LabEx
AnmeldenKostenlos beitreten

Knacken eines schwachen Telnet-Passworts

HydraHydraBeginner
Jetzt üben

💡 Dieser Artikel wurde von AI-Assistenten übersetzt. Um die englische Version anzuzeigen, können Sie hier klicken

Einführung

In dieser Challenge schlüpfen Sie in die Rolle eines Junior-Pentester, der mit dem Knacken eines schwachen Telnet-Passworts beauftragt ist. Ein Legacy-Telnet-Server ist unter 127.0.0.1 erreichbar, und Ihre Aufgabe ist es, Hydra zu nutzen, um gültige Anmeldeinformationen aus bereitgestellten Benutzer- und Passwortlisten zu identifizieren und so die inhärenten Risiken zu demonstrieren, die mit schwachen Sicherheitspraktiken verbunden sind.

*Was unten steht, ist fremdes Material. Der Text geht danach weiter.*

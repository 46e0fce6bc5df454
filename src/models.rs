use chrono::NaiveDate;

/// Canonical marker for categorical values that were missing or held a sentinel.
pub const UNKNOWN: &str = "Unknown";

/// Source columns, after header cleaning, that every input file must carry.
pub const REQUIRED_COLUMNS: [&str; 8] = [
    "transaction_id",
    "item",
    "quantity",
    "price_per_unit",
    "total_spent",
    "payment_method",
    "location",
    "transaction_date",
];

/// One source record exactly as read, keyed by the cleaned column names.
#[derive(Debug, Clone, Default, PartialEq)]
pub struct RawRow {
    pub transaction_id: String,
    pub item: String,
    pub quantity: String,
    pub price_per_unit: String,
    pub total_spent: String,
    pub payment_method: String,
    pub location: String,
    pub transaction_date: String,
}

/// A row after normalization. Measures and date are `None` when missing.
#[derive(Debug, Clone, PartialEq)]
pub struct CanonicalRow {
    pub transaction_id: String,
    pub item: String,
    pub quantity: Option<f64>,
    pub price_per_unit: Option<f64>,
    pub total_spent: Option<f64>,
    pub payment_method: String,
    pub location: String,
    pub transaction_date: Option<NaiveDate>,
}

/// A row that passed the quality gate: every measure and the date are known.
#[derive(Debug, Clone, PartialEq)]
pub struct CleanRow {
    pub transaction_id: String,
    pub item: String,
    pub quantity: f64,
    pub price_per_unit: f64,
    pub total_spent: f64,
    pub payment_method: String,
    pub location: String,
    pub transaction_date: NaiveDate,
}

#[derive(Debug, Clone, PartialEq)]
pub struct ItemEntry {
    pub item_id: u32,
    pub item: String,
    pub price_per_unit: f64,
}

#[derive(Debug, Clone, PartialEq)]
pub struct DimensionEntry {
    pub id: u32,
    pub value: String,
}

#[derive(Debug, Clone, PartialEq)]
pub struct FactRow {
    pub transaction_id: String,
    pub transaction_date: NaiveDate,
    pub item_id: u32,
    pub payment_method_id: u32,
    pub location_id: u32,
    pub quantity: f64,
    pub total_spent: f64,
}
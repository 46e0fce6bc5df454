mod backfill;
mod cli;
mod dimensions;
mod error;
mod extract;
mod facts;
mod fmt;
mod loader;
mod logging;
mod manifest;
mod models;
mod normalizer;
mod pipeline;
mod quality_gate;
mod reconciler;
mod settings;

use clap::Parser;

use cli::{Cli, Commands};

fn main() {
    let cli = Cli::parse();
    logging::init_logging(cli.verbose);

    let result = match cli.command {
        None => cli::run::run(None, None),
        Some(Commands::Run { input, target_dir }) => cli::run::run(input, target_dir),
        Some(Commands::Init { input, target_dir }) => cli::init::run(input, target_dir),
        Some(Commands::Status { target_dir }) => cli::status::run(target_dir),
    };

    if let Err(e) = result {
        eprintln!("Error: {e}");
        std::process::exit(1);
    }
}
use std::collections::HashMap;

use tracing::info;

use crate::models::{CanonicalRow, UNKNOWN};

/// Item name to the first known unit price seen for it.
pub type PriceMap = HashMap<String, f64>;

pub fn build_price_map(rows: &[CanonicalRow]) -> PriceMap {
    rows.iter()
        .filter(|r| r.item != UNKNOWN)
        .fold(PriceMap::new(), |mut map, r| {
            if let Some(price) = r.price_per_unit {
                map.entry(r.item.clone()).or_insert(price);
            }
            map
        })
}

pub struct BackfillResult {
    pub rows: Vec<CanonicalRow>,
    pub filled: usize,
}

/// Fill missing unit prices from the map. Present prices are never replaced.
pub fn backfill_prices(mut rows: Vec<CanonicalRow>, prices: &PriceMap) -> BackfillResult {
    let mut filled = 0usize;
    for row in rows.iter_mut().filter(|r| r.price_per_unit.is_none()) {
        if let Some(&price) = prices.get(&row.item) {
            row.price_per_unit = Some(price);
            filled += 1;
        }
    }
    info!(items = prices.len(), filled, "backfilled unit prices");
    BackfillResult { rows, filled }
}

#[cfg(test)]
mod tests {
    use super::*;

    fn row(id: &str, item: &str, price: Option<f64>) -> CanonicalRow {
        CanonicalRow {
            transaction_id: id.to_string(),
            item: item.to_string(),
            quantity: None,
            price_per_unit: price,
            total_spent: None,
            payment_method: "Cash".to_string(),
            location: "In-store".to_string(),
            transaction_date: None,
        }
    }

    #[test]
    fn test_first_seen_price_wins() {
        let rows = vec![
            row("1", "Tea", None),
            row("2", "Tea", Some(3.0)),
            row("3", "Tea", Some(3.5)),
            row("4", "Cake", Some(4.5)),
        ];
        let map = build_price_map(&rows);
        assert_eq!(map.len(), 2);
        assert_eq!(map["Tea"], 3.0);
        assert_eq!(map["Cake"], 4.5);
    }

    #[test]
    fn test_unknown_item_excluded_from_map() {
        let map = build_price_map(&[row("1", UNKNOWN, Some(2.0))]);
        assert!(map.is_empty());
    }

    #[test]
    fn test_backfill_fills_only_missing() {
        let rows = vec![
            row("1", "Tea", Some(3.0)),
            row("2", "Tea", None),
            row("3", "Tea", Some(3.5)),
            row("4", UNKNOWN, None),
            row("5", "Juice", None),
        ];
        let map = build_price_map(&rows);
        let result = backfill_prices(rows, &map);
        assert_eq!(result.filled, 1);
        assert_eq!(result.rows[1].price_per_unit, Some(3.0));
        assert_eq!(result.rows[2].price_per_unit, Some(3.5));
        assert_eq!(result.rows[3].price_per_unit, None);
        assert_eq!(result.rows[4].price_per_unit, None);
    }
}
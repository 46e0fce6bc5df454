use crate::error::Result;
use crate::settings::{load_settings, save_settings, shellexpand_path};

pub fn run(input: Option<String>, target_dir: Option<String>) -> Result<()> {
    let mut settings = load_settings();
    if let Some(path) = input {
        settings.input_file = shellexpand_path(&path);
    }
    if let Some(dir) = target_dir {
        settings.target_dir = shellexpand_path(&dir);
    }

    let path = save_settings(&settings)?;
    println!("Saved settings to {}", path.display());
    println!("Input:       {}", settings.input_file);
    println!("Target dir:  {}", settings.target_dir);
    Ok(())
}
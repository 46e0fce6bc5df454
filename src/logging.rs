use tracing_subscriber::EnvFilter;

pub const LOG_ENV: &str = "CAFE_ETL_LOG";

/// Stderr logging so stdout carries only the run summary. `CAFE_ETL_LOG`
/// overrides the default level.
pub fn init_logging(verbose: bool) {
    let default = if verbose { "cafe_etl=info" } else { "cafe_etl=warn" };
    let filter = EnvFilter::try_from_env(LOG_ENV).unwrap_or_else(|_| EnvFilter::new(default));
    let _ = tracing_subscriber::fmt()
        .with_env_filter(filter)
        .with_writer(std::io::stderr)
        .with_target(false)
        .compact()
        .try_init();
}
//! Metrics facade, per `SPEC_FULL.md` §4.12.
//!
//! The framework always has a metrics sink to call into; without the
//! `metrics-prometheus` feature it is a no-op, mirroring the teacher's
//! optional Prometheus layer in `main.rs`.

use std::sync::Arc;

/// Counters and gauges every component may record into.
///
/// Implementations must not panic and must not block the caller
/// meaningfully — recording is always on a hot or near-hot path.
pub trait Metrics: Send + Sync {
    fn worker_heartbeat(&self, worker: &str) {
        let _ = worker;
    }
    fn worker_restart(&self, worker: &str) {
        let _ = worker;
    }
    fn worker_stuck(&self, worker: &str) {
        let _ = worker;
    }
    fn worker_failed(&self, worker: &str) {
        let _ = worker;
    }

    fn http_connection_opened(&self) {}
    fn http_connection_closed(&self) {}

    fn queue_item_enqueued(&self, item_type: &str) {
        let _ = item_type;
    }
    fn queue_item_claimed(&self, item_type: &str) {
        let _ = item_type;
    }
    fn queue_item_completed(&self, item_type: &str) {
        let _ = item_type;
    }
    fn queue_item_failed(&self, item_type: &str) {
        let _ = item_type;
    }
    fn queue_item_dead(&self, item_type: &str) {
        let _ = item_type;
    }
}

/// Default sink: every call is discarded.
#[derive(Debug, Default, Clone, Copy)]
pub struct NoopMetrics;

impl Metrics for NoopMetrics {}

#[must_use]
pub fn noop() -> Arc<dyn Metrics> {
    Arc::new(NoopMetrics)
}

#[cfg(feature = "metrics-prometheus")]
pub use prometheus_backed::PrometheusMetrics;

#[cfg(feature = "metrics-prometheus")]
mod prometheus_backed {
    use std::sync::Arc;

    use super::Metrics;
    use metrics::{counter, gauge};
    use metrics_exporter_prometheus::PrometheusBuilder;

    /// Records into the process-global recorder installed by
    /// `metrics_exporter_prometheus::PrometheusBuilder`.
    #[derive(Debug, Default, Clone, Copy)]
    pub struct PrometheusMetrics;

    impl PrometheusMetrics {
        /// Installs the process-global Prometheus recorder and HTTP exporter,
        /// returning a sink wired to it. Falls back to a no-op sink with a
        /// warning if installation fails (e.g. a recorder is already
        /// installed), since metrics are never worth failing startup over.
        #[must_use]
        pub fn install() -> Arc<dyn Metrics> {
            match PrometheusBuilder::new().install() {
                Ok(()) => Arc::new(Self),
                Err(err) => {
                    tracing::warn!(error = %err, "failed to install Prometheus recorder; using no-op metrics");
                    super::noop()
                }
            }
        }
    }

    impl Metrics for PrometheusMetrics {
        fn worker_heartbeat(&self, worker: &str) {
            counter!("worker_heartbeat", "worker" => worker.to_owned()).increment(1);
        }

        fn worker_restart(&self, worker: &str) {
            counter!("worker_restart", "worker" => worker.to_owned()).increment(1);
        }

        fn worker_stuck(&self, worker: &str) {
            counter!("worker_stuck", "worker" => worker.to_owned()).increment(1);
        }

        fn worker_failed(&self, worker: &str) {
            counter!("worker_failed", "worker" => worker.to_owned()).increment(1);
        }

        fn http_connection_opened(&self) {
            gauge!("http_connections_active").increment(1.0);
            counter!("http_connections_total").increment(1);
        }

        fn http_connection_closed(&self) {
            gauge!("http_connections_active").decrement(1.0);
        }

        fn queue_item_enqueued(&self, item_type: &str) {
            counter!("queue_item_enqueued", "type" => item_type.to_owned()).increment(1);
        }

        fn queue_item_claimed(&self, item_type: &str) {
            counter!("queue_item_claimed", "type" => item_type.to_owned()).increment(1);
        }

        fn queue_item_completed(&self, item_type: &str) {
            counter!("queue_item_completed", "type" => item_type.to_owned()).increment(1);
        }

        fn queue_item_failed(&self, item_type: &str) {
            counter!("queue_item_failed", "type" => item_type.to_owned()).increment(1);
        }

        fn queue_item_dead(&self, item_type: &str) {
            counter!("queue_item_dead", "type" => item_type.to_owned()).increment(1);
        }
    }
}
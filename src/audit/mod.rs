//! C6 — Audit Log: fire-and-forget, append-only recording of domain events.
//!
//! Grounded on the teacher's rate-limited-logging idiom for best-effort side
//! effects (never let an observability write fail the operation it is
//! observing), generalized to a structured in-memory log. `spec.md` §4.6:
//! writes are best-effort and never propagate errors to the caller.

use std::sync::Arc;

use chrono::{DateTime, Utc};
use dashmap::DashMap;
use mockable::Clock;
use serde_json::Value;
use uuid::Uuid;

#[derive(Debug, Clone, Copy, PartialEq, Eq)]
pub enum ActorKind {
    User,
    System,
    Worker,
}

/// One immutable audit row. `spec.md` §3 "Audit Entry".
#[derive(Debug, Clone)]
pub struct AuditEntry {
    pub id: Uuid,
    pub event_type: String,
    pub entity_type: String,
    pub entity_id: String,
    pub actor_id: Option<String>,
    pub actor_kind: ActorKind,
    pub session_id: Option<String>,
    pub payload: Value,
    pub created_at: DateTime<Utc>,
}

/// Parameters accepted by `AuditLog::record`.
#[derive(Debug, Clone)]
pub struct RecordParams {
    pub event_type: String,
    pub entity_type: String,
    pub entity_id: String,
    pub actor_id: Option<String>,
    pub actor_kind: ActorKind,
    pub session_id: Option<String>,
    pub payload: Value,
}

impl RecordParams {
    #[must_use]
    pub fn new(
        event_type: impl Into<String>,
        entity_type: impl Into<String>,
        entity_id: impl Into<String>,
        actor_kind: ActorKind,
        payload: Value,
    ) -> Self {
        Self {
            event_type: event_type.into(),
            entity_type: entity_type.into(),
            entity_id: entity_id.into(),
            actor_id: None,
            actor_kind,
            session_id: None,
            payload,
        }
    }

    #[must_use]
    pub fn with_actor(mut self, actor_id: impl Into<String>) -> Self {
        self.actor_id = Some(actor_id.into());
        self
    }

    #[must_use]
    pub fn with_session(mut self, session_id: impl Into<String>) -> Self {
        self.session_id = Some(session_id.into());
        self
    }
}

/// Append-only log of audit entries, indexed by insertion order within
/// `(entity_type, entity_id)`.
pub struct AuditLog {
    entries: DashMap<(String, String), Vec<AuditEntry>>,
    clock: Arc<dyn Clock>,
}

impl AuditLog {
    #[must_use]
    pub fn new(clock: Arc<dyn Clock>) -> Self {
        Self { entries: DashMap::new(), clock }
    }

    /// Fire-and-forget: never returns an error to the caller. Storage
    /// failures are logged at error level and the row is dropped.
    pub fn record(&self, params: RecordParams) {
        let entry = AuditEntry {
            id: Uuid::new_v4(),
            event_type: params.event_type,
            entity_type: params.entity_type.clone(),
            entity_id: params.entity_id.clone(),
            actor_id: params.actor_id,
            actor_kind: params.actor_kind,
            session_id: params.session_id,
            payload: params.payload,
            created_at: self.clock.utc(),
        };

        let key = (params.entity_type, params.entity_id);
        self.entries.entry(key).or_default().push(entry);
    }

    #[must_use]
    pub fn list_by_entity(&self, entity_type: &str, entity_id: &str, limit: usize) -> Vec<AuditEntry> {
        self.entries
            .get(&(entity_type.to_owned(), entity_id.to_owned()))
            .map(|rows| rows.iter().take(limit).cloned().collect())
            .unwrap_or_default()
    }
}
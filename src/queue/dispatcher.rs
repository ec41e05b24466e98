//! Claims items from an `EventQueue`, dispatches them to a type-keyed
//! handler registry under a timeout, and reports the outcome back to the
//! queue. Runs as an ordinary supervised worker (`crate::supervisor::WorkerFn`).

use std::collections::HashMap;
use std::future::Future;
use std::pin::Pin;
use std::sync::Arc;
use std::time::Duration;

use serde_json::Value;
use tokio_util::sync::CancellationToken;

use super::{EventQueue, QueueItem};
use crate::error::Result;
use crate::metrics::Metrics;
use crate::supervisor::HeartbeatSender;

pub type HandlerFuture = Pin<Box<dyn Future<Output = Result<()>> + Send>>;

/// A unit of work registered against one queue item type.
pub trait Handler: Send + Sync {
    fn call(&self, payload: Value) -> HandlerFuture;
}

impl<F, Fut> Handler for F
where
    F: Fn(Value) -> Fut + Send + Sync,
    Fut: Future<Output = Result<()>> + Send + 'static,
{
    fn call(&self, payload: Value) -> HandlerFuture {
        Box::pin(self(payload))
    }
}

/// Claims one item per tick, invokes its handler, and completes or fails it.
/// Built to be handed to `Supervisor::run` as the worker closure.
pub struct Dispatcher {
    worker_id: String,
    queue: Arc<dyn EventQueue>,
    handlers: HashMap<String, Arc<dyn Handler>>,
    metrics: Arc<dyn Metrics>,
    poll_interval: Duration,
    default_backoff_secs: u64,
}

impl Dispatcher {
    #[must_use]
    pub fn new(
        worker_id: impl Into<String>,
        queue: Arc<dyn EventQueue>,
        handlers: HashMap<String, Arc<dyn Handler>>,
    ) -> Self {
        Self::with_metrics(worker_id, queue, handlers, crate::metrics::noop())
    }

    #[must_use]
    pub fn with_metrics(
        worker_id: impl Into<String>,
        queue: Arc<dyn EventQueue>,
        handlers: HashMap<String, Arc<dyn Handler>>,
        metrics: Arc<dyn Metrics>,
    ) -> Self {
        Self {
            worker_id: worker_id.into(),
            queue,
            handlers,
            metrics,
            poll_interval: Duration::from_millis(100),
            default_backoff_secs: 4,
        }
    }

    #[must_use]
    pub fn with_poll_interval(mut self, interval: Duration) -> Self {
        self.poll_interval = interval;
        self
    }

    /// Runs until `cancel` fires. Sends a liveness heartbeat every tick so the
    /// enclosing supervisor can tell the dispatch loop apart from a hang.
    pub async fn run(&self, cancel: CancellationToken, heartbeat: HeartbeatSender) {
        loop {
            if cancel.is_cancelled() {
                return;
            }
            heartbeat.liveness();

            match self.queue.claim_next(&self.worker_id).await {
                Ok(Some(item)) => self.dispatch_one(item, &heartbeat).await,
                Ok(None) => {
                    tokio::select! {
                        () = cancel.cancelled() => return,
                        () = tokio::time::sleep(self.poll_interval) => {}
                    }
                }
                Err(err) => {
                    tracing::error!(error = %err, "queue claim failed");
                    tokio::select! {
                        () = cancel.cancelled() => return,
                        () = tokio::time::sleep(self.poll_interval) => {}
                    }
                }
            }
        }
    }

    async fn dispatch_one(&self, item: QueueItem, heartbeat: &HeartbeatSender) {
        let Some(handler) = self.handlers.get(&item.item_type).cloned() else {
            tracing::warn!(item_type = %item.item_type, id = %item.id, "no handler registered for queue item type");
            let _ = self
                .queue
                .fail(item.id, &self.worker_id, "unregistered item type", self.backoff_for(&item))
                .await;
            self.record_failure(&item);
            return;
        };

        // The item's own visibility timeout, not a dispatcher-wide constant:
        // a shorter timeout must bound its handler, or the item becomes
        // visible to another worker while this one is still running it.
        let timeout = Duration::from_secs(item.visibility_timeout_secs.max(0) as u64);
        let payload = item.payload.clone();
        let outcome = tokio::time::timeout(timeout, tokio::spawn(async move { handler.call(payload).await })).await;

        heartbeat.progress(1);

        match outcome {
            Ok(Ok(Ok(()))) => {
                let _ = self.queue.complete(item.id, &self.worker_id).await;
                self.metrics.queue_item_completed(&item.item_type);
            }
            Ok(Ok(Err(err))) => {
                let _ = self.queue.fail(item.id, &self.worker_id, err.message(), self.backoff_for(&item)).await;
                self.record_failure(&item);
            }
            Ok(Err(join_error)) => {
                let message = format!("worker-panicked: {join_error}");
                let _ = self.queue.fail(item.id, &self.worker_id, &message, self.backoff_for(&item)).await;
                self.record_failure(&item);
            }
            Err(_elapsed) => {
                let _ = self
                    .queue
                    .fail(item.id, &self.worker_id, "handler exceeded visibility timeout", self.backoff_for(&item))
                    .await;
                self.record_failure(&item);
            }
        }
    }

    /// Records whether this failure retried or killed the item, mirroring
    /// the `retry_count > max_retries` check `EventQueue::fail` applies.
    fn record_failure(&self, item: &QueueItem) {
        if item.retry_count + 1 > item.max_retries {
            self.metrics.queue_item_dead(&item.item_type);
        } else {
            self.metrics.queue_item_failed(&item.item_type);
        }
    }

    fn backoff_for(&self, item: &QueueItem) -> i64 {
        super::dispatcher_backoff_secs(self.default_backoff_secs, item.retry_count) as i64
    }
}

Die Challenge umfasst das Einrichten eines anfälligen Telnet-Servers mit vordefinierten Benutzern und Passwörtern, das Erstellen von Benutzer- und Passwortlisten und das anschließende Starten eines Hydra-Angriffs gegen den Telnet-Dienst. Sie müssen die von Hydra entdeckte erfolgreiche Benutzer- und Passwortkombination in einer credentials.txt-Datei dokumentieren und dabei bestimmte Formatierungs- und Ausgabekriterien einhalten.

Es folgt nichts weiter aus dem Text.